# Prompt:
Across the entries below, the lines containing "IntoIterator" should be counted and only their number returned.

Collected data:
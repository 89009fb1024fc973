use fuzzy_matcher::skim::SkimMatcherV2;
use fuzzy_matcher::FuzzyMatcher;

pub fn fuzzy_score(needle: &str, hay: &str) -> Option<i64> {
    let m = SkimMatcherV2::default().ignore_case();
    m.fuzzy_match(hay, needle)
}

/// Picks the candidate best matching `needle`: exact, then case-insensitive, then fuzzy.
/// Fuzzy ties go to the earlier candidate.
pub fn best_match<'a>(needle: &str, candidates: impl IntoIterator<Item = &'a str>) -> Option<&'a str> {
    let candidates: Vec<&str> = candidates.into_iter().collect();
    if let Some(c) = candidates.iter().find(|c| **c == needle) {
        return Some(*c);
    }
    if let Some(c) = candidates.iter().find(|c| c.eq_ignore_ascii_case(needle)) {
        return Some(*c);
    }
    let mut best: Option<(i64, &str)> = None;
    for c in candidates {
        if let Some(score) = fuzzy_score(needle, c) {
            if best.map_or(true, |(b, _)| score > b) {
                best = Some((score, c));
            }
        }
    }
    best.map(|(_, c)| c)
}

/// Keeps the labels matching `query`, best first. An empty query keeps everything in order.
pub fn filter_labels<'a>(query: &str, labels: impl IntoIterator<Item = &'a str>) -> Vec<&'a str> {
    let query = query.trim();
    if query.is_empty() {
        return labels.into_iter().collect();
    }
    let mut scored: Vec<(i64, &str)> = labels
        .into_iter()
        .filter_map(|l| fuzzy_score(query, l).map(|s| (s, l)))
        .collect();
    scored.sort_by(|a, b| b.0.cmp(&a.0));
    scored.into_iter().map(|(_, l)| l).collect()
}

#[cfg(test)]
mod tests {
    use super::*;

    #[test]
    fn exact_match_wins_over_fuzzy() {
        let labels = ["Payment terms", "Payment"];
        assert_eq!(best_match("Payment", labels), Some("Payment"));
    }

    #[test]
    fn case_insensitive_and_fuzzy_fallbacks() {
        let labels = ["Contract", "Credibility"];
        assert_eq!(best_match("contract", labels), Some("Contract"));
        assert_eq!(best_match("crdblty", labels), Some("Credibility"));
        assert_eq!(best_match("zzz", labels), None);
    }

    #[test]
    fn empty_filter_keeps_order() {
        let labels = ["b", "a"];
        assert_eq!(filter_labels("  ", labels), ["b", "a"]);
        assert_eq!(filter_labels("a", ["xyz", "a"]), ["a"]);
    }
}
use crate::model::*;

/// Bubble fills, cycled by placement index.
pub const PALETTE: [&str; 3] = ["#087579", "#009EA8", "#25B9C1"];
const PALETTE_RGB: [(u8, u8, u8); 3] = [(0x08, 0x75, 0x79), (0x00, 0x9E, 0xA8), (0x25, 0xB9, 0xC1)];

pub fn palette_color(index: usize) -> &'static str {
    PALETTE[index % PALETTE.len()]
}

pub fn palette_rgb(index: usize) -> (u8, u8, u8) {
    PALETTE_RGB[index % PALETTE_RGB.len()]
}

pub fn to_csv(layout: &Layout, mut w: impl std::io::Write) -> csv::Result<()> {
    let mut writer = csv::Writer::from_writer(&mut w);
    writer.write_record(["label", "radius", "center_x", "center_y"])?;
    for c in &layout.circles {
        writer.write_record([
            c.label.clone(),
            c.radius.to_string(),
            c.center_x.to_string(),
            c.center_y.to_string(),
        ])?;
    }
    writer.flush()?;
    Ok(())
}

pub fn to_json(layout: &Layout) -> serde_json::Value {
    serde_json::json!({
        "generated_at": chrono::Utc::now().to_rfc3339(),
        "container": { "width": layout.container.width, "height": layout.container.height },
        "circles": layout.circles.iter().enumerate().map(|(i, c)| serde_json::json!({
            "label": c.label,
            "radius": c.radius,
            "center_x": c.center_x,
            "center_y": c.center_y,
            "color": palette_color(i),
        })).collect::<Vec<_>>(),
        "dropped": layout.dropped.iter().map(|d| serde_json::json!({
            "label": d.label,
            "radius": d.radius,
        })).collect::<Vec<_>>()
    })
}

/// Renders the layout as SVG. Layout Y grows upward, so it is flipped here.
pub fn to_svg(layout: &Layout) -> String {
    let width = layout.container.width;
    let height = layout.container.height;
    let mut svg = String::new();
    svg.push_str(&format!(
        "<svg xmlns=\"http://www.w3.org/2000/svg\" width=\"{width}\" height=\"{height}\" viewBox=\"0 0 {width} {height}\">",
    ));
    for (i, c) in layout.circles.iter().enumerate() {
        let cy = height - c.center_y;
        svg.push_str(&format!(
            "<circle cx=\"{:.2}\" cy=\"{:.2}\" r=\"{:.2}\" fill=\"{}\"/>",
            c.center_x,
            cy,
            c.radius,
            palette_color(i)
        ));
        svg.push_str(&format!(
            "<text x=\"{:.2}\" y=\"{:.2}\" text-anchor=\"middle\" dominant-baseline=\"middle\" font-family=\"sans-serif\" font-size=\"14\" fill=\"#ffffff\">{}</text>",
            c.center_x,
            cy,
            escape_xml(&c.label)
        ));
    }
    svg.push_str("</svg>");
    svg
}

fn escape_xml(input: &str) -> String {
    input
        .replace('&', "&amp;")
        .replace('<', "&lt;")
        .replace('>', "&gt;")
        .replace('"', "&quot;")
        .replace('\'', "&apos;")
}

/// One page the size of the container (1 px = 0.75 pt), a filled disc and label per bubble.
pub fn to_pdf(layout: &Layout, out: &std::path::Path) -> Result<(), Box<dyn std::error::Error>> {
    use printpdf::*;
    const PT_PER_PX: f32 = 0.75;
    const FONT_PT: f32 = 10.0;
    let px = |v: f64| Pt(v as f32 * PT_PER_PX);

    let page_w: Mm = px(layout.container.width.max(1.0)).into();
    let page_h: Mm = px(layout.container.height.max(1.0)).into();
    let (doc, page1, layer1) = PdfDocument::new("Topic Bubbles", page_w, page_h, "Bubbles");
    let layer = doc.get_page(page1).get_layer(layer1);
    let font = doc.add_builtin_font(BuiltinFont::Helvetica)?;

    for (i, c) in layout.circles.iter().enumerate() {
        let (r, g, b) = palette_rgb(i);
        layer.set_fill_color(Color::Rgb(Rgb::new(
            r as f32 / 255.0,
            g as f32 / 255.0,
            b as f32 / 255.0,
            None,
        )));
        let ring = utils::calculate_points_for_circle(px(c.radius), px(c.center_x), px(c.center_y));
        layer.add_polygon(Polygon {
            rings: vec![ring],
            mode: path::PaintMode::Fill,
            winding_order: path::WindingOrder::NonZero,
        });

        layer.set_fill_color(Color::Rgb(Rgb::new(1.0, 1.0, 1.0, None)));
        // Helvetica averages about half an em per glyph
        let half_text = c.label.chars().count() as f32 * FONT_PT * 0.25;
        let x: Mm = Pt(px(c.center_x).0 - half_text).into();
        let y: Mm = Pt(px(c.center_y).0 - FONT_PT / 3.0).into();
        layer.use_text(c.label.as_str(), FONT_PT, x, y, &font);
    }

    let file = std::fs::File::create(out)?;
    let mut buf = std::io::BufWriter::new(file);
    doc.save(&mut buf)?;
    Ok(())
}

#[cfg(test)]
mod tests {
    use super::*;

    fn sample() -> Layout {
        Layout {
            container: ContainerSize::new(400.0, 300.0),
            circles: vec![
                PlacedCircle { label: "Contract".into(), radius: 100.0, center_x: 100.0, center_y: 100.0 },
                PlacedCircle { label: "Q&A".into(), radius: 56.0, center_x: 256.0, center_y: 56.0 },
            ],
            dropped: vec![DroppedItem { label: "Injury".into(), radius: 56.0 }],
        }
    }

    #[test]
    fn csv_has_one_row_per_circle() {
        let mut out = Vec::new();
        to_csv(&sample(), &mut out).unwrap();
        let text = String::from_utf8(out).unwrap();
        let lines: Vec<_> = text.lines().collect();
        assert_eq!(lines[0], "label,radius,center_x,center_y");
        assert_eq!(lines[1], "Contract,100,100,100");
        assert_eq!(lines.len(), 3);
    }

    #[test]
    fn json_reports_colors_and_dropped() {
        let v = to_json(&sample());
        assert_eq!(v["circles"][0]["color"], "#087579");
        assert_eq!(v["circles"][1]["color"], "#009EA8");
        assert_eq!(v["dropped"][0]["label"], "Injury");
        assert_eq!(v["container"]["width"], 400.0);
        assert!(v["generated_at"].is_string());
    }

    #[test]
    fn svg_flips_y_and_escapes_labels() {
        let svg = to_svg(&sample());
        assert!(svg.starts_with("<svg"));
        assert!(svg.contains("<circle cx=\"100.00\" cy=\"200.00\" r=\"100.00\""));
        assert!(svg.contains("Q&amp;A"));
        assert_eq!(svg.matches("<circle").count(), 2);
    }

    #[test]
    fn pdf_is_written() {
        let dir = tempfile::tempdir().unwrap();
        let out = dir.path().join("bubbles.pdf");
        to_pdf(&sample(), &out).unwrap();
        let bytes = std::fs::read(&out).unwrap();
        assert!(bytes.starts_with(b"%PDF"));
    }

    #[test]
    fn palette_cycles() {
        assert_eq!(palette_color(3), palette_color(0));
        assert_eq!(palette_rgb(1), (0x00, 0x9E, 0xA8));
    }
}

# Answer to this task:
2